Open term mortgages are flexible in that you may be appealing if you are planning to pay off your mortgage in the near future and they can be repaid either in part or in full at any time without penalty in order to pay the loan before the end of the amortization period. It allows you the freedom to put prepayments toward the mortgage loan anytime until it is completely paid off however the interest rates for open mortgages are generally higher than for closed mortgages because of the added pre-payment flexibility.
Closed term mortgages are usually the better choice if you're not planning to pay off your mortgage in the short term. Interest rates for closed term mortgages are generally lower than for open term mortgages. Closed term mortgages offer you the ability to save on interest costs and payoff your mortgage faster. You will pay a prepayment charge if you wish to renegotiate your interest rate, prepay more than your mortgage allows or pay off your mortgage balance prior to the end of its term. Each lender sets its own prepayment terms. Some lenders will let you double up your scheduled mortgage payments or pay an annual flat rate.

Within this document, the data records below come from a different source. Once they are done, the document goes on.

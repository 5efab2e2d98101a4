#![doc = include_str!("../README.md")]

use bon::bon;
use reqwest::header::{AUTHORIZATION, HeaderMap, HeaderValue};

mod error;
pub use error::Error;

mod ops;
mod types;
pub use types::*;

mod utils;

const BASE_URL: &str = "https://api-b2b.backenster.com/b1/api/v3";

/// Lingvanex API client.
///
/// Holds the API key and the HTTP transport. The key is attached to every
/// request as `Authorization: Bearer <key>` and cannot change after the
/// client is built, so the client can be shared by reference across tasks.
pub struct Client {
    pub(crate) http_client: reqwest::Client,
    pub(crate) base_url: String,
}

#[bon]
impl Client {
    /// The API key can be created on the user control panel page
    /// <https://lingvanex.com/account>. The key is not validated locally;
    /// an invalid key surfaces as an authentication error on the first call.
    #[builder(on(String, into))]
    pub fn new(api_key: String, base_url: Option<String>) -> Self {
        let mut header_map = HeaderMap::new();
        let mut auth_val = HeaderValue::from_str(&format!("Bearer {}", api_key)).unwrap();
        auth_val.set_sensitive(true);
        header_map.insert(AUTHORIZATION, auth_val);

        let http_client = reqwest::Client::builder()
            .default_headers(header_map)
            .build()
            .unwrap();

        Self {
            http_client,
            base_url: base_url.unwrap_or_else(|| BASE_URL.to_owned()),
        }
    }

    /// Text translation
    pub fn translate(&self) -> TranslateBuilder<'_> {
        Translate::builder(self)
    }

    /// Getting the list of languages
    pub fn get_languages(&self) -> GetLanguagesBuilder<'_> {
        GetLanguages::builder(self)
    }
}
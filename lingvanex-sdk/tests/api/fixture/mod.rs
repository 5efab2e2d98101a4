//! One-shot HTTP fixture server: serves a single canned response and hands
//! the recorded request back through a oneshot channel.

use tokio::io::{AsyncReadExt, AsyncWriteExt};
use tokio::net::TcpListener;
use tokio::sync::oneshot;

pub struct RecordedRequest {
    pub head: String,
    pub body: String,
}

impl RecordedRequest {
    pub fn request_line(&self) -> &str {
        self.head.lines().next().unwrap_or_default()
    }

    pub fn header(&self, name: &str) -> Option<String> {
        self.head.lines().skip(1).find_map(|line| {
            let (header_name, value) = line.split_once(':')?;
            header_name
                .eq_ignore_ascii_case(name)
                .then(|| value.trim().to_owned())
        })
    }
}

/// Binds to an ephemeral port and answers exactly one request with the given
/// status line (e.g. `"200 OK"`) and body. Returns the base URL to point the
/// client at and the receiver for the recorded request.
pub async fn serve_once(status: &str, body: &str) -> (String, oneshot::Receiver<RecordedRequest>) {
    let listener = TcpListener::bind("127.0.0.1:0").await.unwrap();
    let addr = listener.local_addr().unwrap();
    let (tx, rx) = oneshot::channel();
    let status = status.to_owned();
    let body = body.to_owned();

    tokio::spawn(async move {
        let (mut socket, _) = listener.accept().await.unwrap();

        let mut buf = Vec::new();
        let mut chunk = [0u8; 1024];
        let header_end = loop {
            let n = socket.read(&mut chunk).await.unwrap();
            assert!(n > 0, "connection closed before headers were complete");
            buf.extend_from_slice(&chunk[..n]);
            if let Some(pos) = find_subsequence(&buf, b"\r\n\r\n") {
                break pos + 4;
            }
        };

        let head = String::from_utf8_lossy(&buf[..header_end]).into_owned();
        let content_length = head
            .lines()
            .find_map(|line| {
                let (name, value) = line.split_once(':')?;
                name.eq_ignore_ascii_case("content-length")
                    .then(|| value.trim().parse::<usize>().ok())?
            })
            .unwrap_or(0);

        while buf.len() < header_end + content_length {
            let n = socket.read(&mut chunk).await.unwrap();
            assert!(n > 0, "connection closed before body was complete");
            buf.extend_from_slice(&chunk[..n]);
        }
        let request_body =
            String::from_utf8_lossy(&buf[header_end..header_end + content_length]).into_owned();

        let response = format!(
            "HTTP/1.1 {}\r\nContent-Type: application/json\r\nContent-Length: {}\r\nConnection: close\r\n\r\n{}",
            status,
            body.len(),
            body
        );
        socket.write_all(response.as_bytes()).await.unwrap();
        socket.shutdown().await.unwrap();

        let _ = tx.send(RecordedRequest {
            head,
            body: request_body,
        });
    });

    (format!("http://{}", addr), rx)
}

fn find_subsequence(haystack: &[u8], needle: &[u8]) -> Option<usize> {
    haystack.windows(needle.len()).position(|w| w == needle)
}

What is the prepayment penalties?
Break fees are generally either the sum of three months of interest on your mortgage or the interest rate differential (IRD), whichever is greater.
The IRD is the difference between what you would have paid in interest and what the bank can now make on the funds they lent you, based on the current rates, for the remainder of your term.
If you were paying the bank 4% interest and they can now only lend the money out for 2.6 %, you have to pay back the difference. Of course, the more months left on your term, the greater the IRD penalty because the difference in interest is incurred for a longer period of time.
The IRD usually only applies to fixed rate mortgages. Unfortunately, today’s falling fixed interest rate environment means borrowers are almost guaranteed to pay the IRD, and that’s often a nasty surprise to Canadians who failed to read the fine print of their mortgage contract.
When you’re shopping for mortgages, use our powerful comparison tools to take a peek at rates for both open and closed mortgages.
Which one suits you better
The main difference between an open mortgage and a closed mortgage is the flexibility you have in making extra payments or paying off the mortgage in its entirety. Paying down your mortgage more quickly means less money going to the bank in interest.
You may want to consider an open mortgage if you hope to pay off the mortgage soon or if you have extra money to put toward the mortgage
A closed mortgage might be a good option if you plan to live in the home for the length of the mortgage term ,Don’t expect to have extra money to make additional payments Or, the limited prepayments offered by the mortgage are flexible enough
If you want a mortgage with a shorter term, say, one or two years, then you probably won’t have as much need for the flexibility of an open mortgage. On the other hand, if you know that you want a 10-year mortgage term and the stability of consistent payments for that period of time, you can’t expect to know how your financial picture will look in a decade. In that case, then you’ll want as much flexibility as you can get, which includes the option to make prepayments if you’re able to do so during that time.
Mortgages are a lot more complicated than they used to be and this post is just another illustration of why partnering with a knowledgeable mortgage expert is the best way to save money for the client.